Medio siglo sin Magritte, el genio del surrealismo belga
El próximo martes se cumplirán 50 años de la muerte de Magritte, icono del surrealismo belga, que cuestionó la relación entre objetos y palabras
El próximo martes se cumplirán 50 años de la muerte de Magritte, icono del surrealismo belga, que cuestionó la relación entre objetos y palabras.
El próximo martes se cumplirán 50 años de la muerte de Magritte, icono del surrealismo belga, que cuestionó la relación entre objetos y palabras y cuya impronta sigue hoy «más viva que nunca» según explicó a Efe el director del museo dedicado al artista, Michel Draguet.
Muchos ven en René Magritte (Lessines, 1988 - Bruselas, 1967) el símbolo de un país que incluso los propios belgas califican de surrealista, de la «belgitude» (»la actitud belga»), aunque su legado cobra un sentido global en un mundo cargado de contradicciones.
«La principal lección de Magritte es la necesidad de cuestionarse las cosas, la libertad para reinterpretar permanentemente la realidad, y eso es algo esencial y más aún en nuestros días», sostiene Draguet, sumergido en la organización de una gran exposición sobre el artista que se inaugurará el próximo 13 de octubre.
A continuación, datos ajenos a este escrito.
use std::{
    collections::{BTreeMap, BTreeSet},
    sync::{Arc, Mutex, PoisonError},
};

use crate::{
    campaign::{AccountId, Amount},
    error::TransferError,
};

/// Outbound value transfer from ledger custody to an account.
///
/// An `Err` must mean that no value moved; the ledger only records a refund or
/// withdrawal after this returns `Ok`.
pub trait Transfer: Send + Sync {
    fn transfer(&self, to: &AccountId, amount: Amount) -> Result<(), TransferError>;
}

impl<T: Transfer + ?Sized> Transfer for Arc<T> {
    fn transfer(&self, to: &AccountId, amount: Amount) -> Result<(), TransferError> {
        (**self).transfer(to, amount)
    }
}

#[derive(Debug, Default)]
struct BankState {
    balances: BTreeMap<AccountId, Amount>,
    rejecting: BTreeSet<AccountId>,
}

/// In-memory account book. Payees can be switched to reject incoming
/// transfers to exercise settlement failures.
#[derive(Debug, Default)]
pub struct Bank {
    state: Mutex<BankState>,
}

impl Bank {
    pub fn new() -> Self {
        Self::default()
    }

    pub fn from_balances(balances: BTreeMap<AccountId, Amount>) -> Self {
        Self {
            state: Mutex::new(BankState {
                balances,
                rejecting: BTreeSet::new(),
            }),
        }
    }

    fn lock(&self) -> std::sync::MutexGuard<'_, BankState> {
        self.state.lock().unwrap_or_else(PoisonError::into_inner)
    }

    pub fn balance(&self, account: &str) -> Amount {
        self.lock().balances.get(account).copied().unwrap_or(0)
    }

    pub fn balances(&self) -> BTreeMap<AccountId, Amount> {
        self.lock().balances.clone()
    }

    pub fn credit(&self, account: &AccountId, amount: Amount) -> Result<(), TransferError> {
        let mut state = self.lock();
        let balance = state.balances.entry(account.clone()).or_insert(0);
        *balance = balance
            .checked_add(amount)
            .ok_or_else(|| TransferError::BalanceOverflow {
                account: account.clone(),
            })?;
        Ok(())
    }

    /// Takes `amount` out of `account`, used for the inbound leg of a donation.
    pub fn debit(&self, account: &AccountId, amount: Amount) -> Result<(), TransferError> {
        let mut state = self.lock();
        let balance = state
            .balances
            .get_mut(account)
            .filter(|balance| **balance >= amount)
            .ok_or_else(|| TransferError::InsufficientFunds {
                account: account.clone(),
            })?;
        *balance -= amount;
        Ok(())
    }

    pub fn reject_payee(&self, account: impl Into<AccountId>) {
        self.lock().rejecting.insert(account.into());
    }

    pub fn accept_payee(&self, account: &str) {
        self.lock().rejecting.remove(account);
    }
}

impl Transfer for Bank {
    fn transfer(&self, to: &AccountId, amount: Amount) -> Result<(), TransferError> {
        if self.lock().rejecting.contains(to) {
            return Err(TransferError::Rejected {
                account: to.clone(),
            });
        }
        self.credit(to, amount)
    }
}
/// Kept externally tagged so `u128` amounts survive a JSON round trip.
#[derive(Clone, Debug, Serialize, Deserialize, PartialEq, Eq)]
#[serde(rename_all = "snake_case")]
pub enum LedgerEvent {
    CampaignCreated {
        campaign_id: CampaignId,
        creator: AccountId,
        target_amount: Amount,
        deadline: u64,
    },
    DonationReceived {
        campaign_id: CampaignId,
        index: usize,
        donor: AccountId,
        amount: Amount,
    },
    DonationRefunded {
        campaign_id: CampaignId,
        index: usize,
        donor: AccountId,
        amount: Amount,
    },
    FundsWithdrawn {
        campaign_id: CampaignId,
        creator: AccountId,
        amount: Amount,
    },
}

/// One outbound transfer made during settlement. `donation` is `None` for a
/// creator withdrawal.
#[derive(Clone, Debug, Serialize, Deserialize, PartialEq, Eq)]
pub struct Payout {
    pub donation: Option<usize>,
    pub to: AccountId,
    pub amount: Amount,
}

impl Payout {
    fn event(&self, campaign_id: CampaignId) -> LedgerEvent {
        match self.donation {
            Some(index) => LedgerEvent::DonationRefunded {
                campaign_id,
                index,
                donor: self.to.clone(),
                amount: self.amount,
            },
            None => LedgerEvent::FundsWithdrawn {
                campaign_id,
                creator: self.to.clone(),
                amount: self.amount,
            },
        }
    }
}

/// Transfers performed by a refund or withdraw call, in execution order.
#[derive(Clone, Debug, Serialize, Deserialize, PartialEq, Eq)]
pub struct Settlement {
    pub campaign_id: CampaignId,
    pub payouts: Vec<Payout>,
}

impl Settlement {
    fn new(campaign_id: CampaignId) -> Self {
        Self {
            campaign_id,
            payouts: Vec::new(),
        }
    }

    pub fn is_empty(&self) -> bool {
        self.payouts.is_empty()
    }

    pub fn total_amount(&self) -> Amount {
        self.payouts.iter().map(|p| p.amount).sum()
    }
}

#[derive(Default)]
struct LedgerState {
    meta: SnapshotMetadata,
    campaigns: Vec<CampaignRecord>,
    events: Vec<LedgerEvent>,
}

impl LedgerState {
    fn record(&self, campaign_id: CampaignId) -> Result<&CampaignRecord, LedgerError> {
        usize::try_from(campaign_id)
            .ok()
            .and_then(|idx| self.campaigns.get(idx))
            .ok_or(LedgerError::CampaignNotFound(campaign_id))
    }

    fn record_mut(&mut self, campaign_id: CampaignId) -> Result<&mut CampaignRecord, LedgerError> {
        find_record_mut(&mut self.campaigns, campaign_id)
    }

    fn commit(&mut self, events: impl IntoIterator<Item = LedgerEvent>, timestamp: u64) {
        let before = self.events.len();
        self.events.extend(events);
        if self.events.len() == before {
            return;
        }
        self.meta.height += 1;
        self.meta.timestamp = timestamp;
    }

    fn snapshot(&self) -> LedgerSnapshot {
        LedgerSnapshot {
            meta: self.meta.clone(),
            campaigns: self.campaigns.clone(),
            events: self.events.clone(),
            state_root: compute_state_root(&self.campaigns),
        }
    }
}

/// Owner of every campaign and donation record.
///
/// All mutations hold the write lock for their full duration, outbound
/// transfers included, so operations on a campaign never interleave. The
/// clock is read only once the lock is held. State paired with a transfer is
/// only written after the transfer returned `Ok`.
pub struct CampaignLedger<C, T> {
    config: LedgerConfig,
    clock: C,
    transfer: T,
    state: RwLock<LedgerState>,
}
Una muestra que indagará en su diálogo con Marcel Broodthaers, poeta, cineasta y artista conceptual belga que influyó enormemente sus creaciones y su manera de representar los objetos.
La obra de Magritte estuvo en constante diálogo con otros artistas, entre ellos Miró, que con su pintura-poema «Este es el color de mis sueños» (1925) inspiró una de las series más reconocibles del artista: «La traición de las imágenes» (1928-1929), con las que introduce su idea de deconstrucción del lenguaje, trampantojos y filosofía en sus cuadros.
En esta serie se incluye su famosa pipa de tabaco acompañada de la frase «Esto no es una pipa» (»Ceci@n’est pas une pipe»), que desafía la relación entre palabra y objeto, un tema presente en toda su obra.
Unas creaciones que influirían más tarde al filósofo Michel Foucault, quien retomó ese tema en «Les Mots et les Choses» (1967), el libro que le consagró como intelectual en Francia y con quien Magritte entabló una gran amistad.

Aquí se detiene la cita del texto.